Which is, sadly, quite a bit more advanced in language interpretation than other attempts have been.

True, but it is a far cry from any sort of real, lifelike 'artificial intelligence'. The only reason it can interpret language is because they gave it a lot of rules and then fed it tens of thousands of examples of questions. Thus, it is suited for only one purpose. My point is that even though it is neat that it can 'understand' a question and search for relevant information, that is precisely all it can do. If you phrase something differently than a Jeopardy! question, it can not provide a meaningful response.
 
"Now that Watson has played what ideas can we use for him?"

Star Wars Episode 3. Turn it into an all knowing computerized answering database.
 
God... don't you ever watch ANY scifi movies? This ALWAYS ends up with the computer nuking the shit out of humanity "for humanity's sake", because humanity is irrational and the only way to save humanity is destroy it.


The only winning move is not to play.
 
think it would be the other way around. Humans would think of things that computers can't. In Watson's case he can't even come up with guesses, what he's good at is looking up data and try to find what you're looking for.

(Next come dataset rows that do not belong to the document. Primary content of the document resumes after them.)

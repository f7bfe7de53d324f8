//! Application-level errors (wraps domain errors)

use std::path::PathBuf;
use thiserror::Error;

use crate::domain::{DomainError, RejectReason};

/// Application errors wrap domain errors and add application-level context.
#[derive(Error, Debug)]
pub enum ApplicationError {
    #[error("{0}")]
    Domain(#[from] DomainError),

    #[error(
        "cannot move {category_id} under {}: {reason} ({})",
        .proposed_parent.as_deref().unwrap_or("null"),
        .reason.code()
    )]
    ReparentRejected {
        category_id: String,
        proposed_parent: Option<String>,
        reason: RejectReason,
    },

    #[error("catalog snapshot not found: {0}")]
    CatalogNotFound(PathBuf),

    #[error("config error: {message}")]
    Config { message: String },

    #[error("operation failed: {context}")]
    OperationFailed {
        context: String,
        #[source]
        source: Box<dyn std::error::Error + Send + Sync>,
    },
}

/// Result type for application layer operations.
pub type ApplicationResult<T> = Result<T, ApplicationError>;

More often then not you are probably correct, but it is the exceptions to the rule that make him worthwhile. For example, there are now what are called "idea machines". These are computers programmed to do things like model every possible configuration of electronic circuitry. Most of what they try is garbage, but occasionally the discover something engineers had never thought of.

This is also similar to things like "recombinatorial chemistry" where billion dollar automated factories are built to automatically mix and test millions of possible chemical combinations. Rather then waiting for something to be discovered by trial and error, the process is automated and chemists can tweak the automation to explore specific things they know should produce interesting results.